DATA RECORDS:
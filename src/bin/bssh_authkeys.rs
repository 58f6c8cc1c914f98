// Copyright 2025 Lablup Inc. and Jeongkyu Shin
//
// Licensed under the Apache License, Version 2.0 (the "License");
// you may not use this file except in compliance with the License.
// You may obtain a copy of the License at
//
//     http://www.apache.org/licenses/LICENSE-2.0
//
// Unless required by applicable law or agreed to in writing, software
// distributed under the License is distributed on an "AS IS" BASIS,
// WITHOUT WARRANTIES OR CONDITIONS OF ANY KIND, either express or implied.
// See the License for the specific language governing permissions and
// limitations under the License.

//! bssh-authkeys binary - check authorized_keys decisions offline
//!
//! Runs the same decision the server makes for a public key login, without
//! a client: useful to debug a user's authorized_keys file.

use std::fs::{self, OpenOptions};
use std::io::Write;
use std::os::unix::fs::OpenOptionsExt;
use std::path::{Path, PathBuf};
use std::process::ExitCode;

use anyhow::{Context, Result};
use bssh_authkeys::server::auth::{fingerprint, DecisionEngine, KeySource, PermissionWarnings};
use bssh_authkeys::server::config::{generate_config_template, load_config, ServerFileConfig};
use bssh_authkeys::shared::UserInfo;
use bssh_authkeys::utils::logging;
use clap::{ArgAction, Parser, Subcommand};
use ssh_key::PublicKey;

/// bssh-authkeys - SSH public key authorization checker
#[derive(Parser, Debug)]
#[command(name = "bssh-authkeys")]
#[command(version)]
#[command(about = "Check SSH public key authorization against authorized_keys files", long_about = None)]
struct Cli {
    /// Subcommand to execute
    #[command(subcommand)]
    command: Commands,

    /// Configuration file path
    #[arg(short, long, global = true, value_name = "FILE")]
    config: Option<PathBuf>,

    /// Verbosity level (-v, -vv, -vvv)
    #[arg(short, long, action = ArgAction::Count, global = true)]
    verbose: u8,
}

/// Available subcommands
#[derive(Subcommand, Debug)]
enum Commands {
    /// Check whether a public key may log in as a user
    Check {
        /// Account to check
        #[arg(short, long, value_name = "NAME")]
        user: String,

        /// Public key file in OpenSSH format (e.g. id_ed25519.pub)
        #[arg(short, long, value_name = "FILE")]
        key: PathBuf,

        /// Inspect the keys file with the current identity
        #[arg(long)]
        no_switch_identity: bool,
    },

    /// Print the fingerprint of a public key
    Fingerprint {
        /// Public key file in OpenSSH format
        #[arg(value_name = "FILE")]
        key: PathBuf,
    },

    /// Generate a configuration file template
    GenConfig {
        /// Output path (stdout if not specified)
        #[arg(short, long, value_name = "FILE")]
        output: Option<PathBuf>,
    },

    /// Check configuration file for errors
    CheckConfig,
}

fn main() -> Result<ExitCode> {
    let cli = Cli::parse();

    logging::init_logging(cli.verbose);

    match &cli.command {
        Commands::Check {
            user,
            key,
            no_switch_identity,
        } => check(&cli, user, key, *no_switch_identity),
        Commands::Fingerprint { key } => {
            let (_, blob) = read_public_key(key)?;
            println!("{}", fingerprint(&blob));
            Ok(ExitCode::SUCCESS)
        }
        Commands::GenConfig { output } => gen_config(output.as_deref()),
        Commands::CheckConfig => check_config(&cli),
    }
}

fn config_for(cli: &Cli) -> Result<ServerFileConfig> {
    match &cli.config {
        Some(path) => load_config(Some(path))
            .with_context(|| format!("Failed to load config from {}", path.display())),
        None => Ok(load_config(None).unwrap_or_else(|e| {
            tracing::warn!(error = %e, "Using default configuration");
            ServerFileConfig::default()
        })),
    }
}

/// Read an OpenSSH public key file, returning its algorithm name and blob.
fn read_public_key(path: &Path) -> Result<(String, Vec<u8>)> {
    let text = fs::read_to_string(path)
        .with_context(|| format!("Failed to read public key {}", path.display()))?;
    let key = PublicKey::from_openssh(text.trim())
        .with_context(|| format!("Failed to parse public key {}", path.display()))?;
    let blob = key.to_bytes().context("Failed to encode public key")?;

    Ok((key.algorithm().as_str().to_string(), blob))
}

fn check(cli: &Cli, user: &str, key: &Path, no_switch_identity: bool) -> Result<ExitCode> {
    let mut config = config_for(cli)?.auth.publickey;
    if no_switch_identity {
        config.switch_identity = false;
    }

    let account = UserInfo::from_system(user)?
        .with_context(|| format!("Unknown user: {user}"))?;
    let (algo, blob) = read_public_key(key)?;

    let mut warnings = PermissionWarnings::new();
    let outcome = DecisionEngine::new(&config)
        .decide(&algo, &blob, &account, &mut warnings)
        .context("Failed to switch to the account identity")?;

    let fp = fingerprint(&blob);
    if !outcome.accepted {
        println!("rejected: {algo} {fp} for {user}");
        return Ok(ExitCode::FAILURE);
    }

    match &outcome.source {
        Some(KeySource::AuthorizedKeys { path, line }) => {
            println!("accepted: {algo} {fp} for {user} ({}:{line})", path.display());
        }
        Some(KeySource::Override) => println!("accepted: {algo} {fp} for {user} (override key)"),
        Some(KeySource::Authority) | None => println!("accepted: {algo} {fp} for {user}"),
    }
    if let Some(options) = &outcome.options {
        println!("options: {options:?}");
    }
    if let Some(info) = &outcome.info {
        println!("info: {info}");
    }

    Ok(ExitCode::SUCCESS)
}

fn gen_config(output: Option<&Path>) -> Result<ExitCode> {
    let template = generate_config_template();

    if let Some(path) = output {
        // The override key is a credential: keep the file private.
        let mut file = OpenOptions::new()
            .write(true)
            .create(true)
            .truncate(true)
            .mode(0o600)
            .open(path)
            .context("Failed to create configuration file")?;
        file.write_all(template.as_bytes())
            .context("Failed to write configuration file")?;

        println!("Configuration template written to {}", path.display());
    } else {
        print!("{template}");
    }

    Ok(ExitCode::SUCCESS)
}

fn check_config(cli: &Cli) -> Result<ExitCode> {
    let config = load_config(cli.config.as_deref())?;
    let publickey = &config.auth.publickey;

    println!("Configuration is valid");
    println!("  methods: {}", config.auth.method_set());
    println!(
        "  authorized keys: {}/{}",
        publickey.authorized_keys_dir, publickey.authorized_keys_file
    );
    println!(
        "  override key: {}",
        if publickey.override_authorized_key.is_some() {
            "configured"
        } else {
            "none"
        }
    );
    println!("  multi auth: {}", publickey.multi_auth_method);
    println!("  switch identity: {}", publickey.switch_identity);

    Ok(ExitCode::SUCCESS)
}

TRY IT:
Say how many lines above hold "DecisionEngine", and nothing else.

EXPECTED ANSWER:
2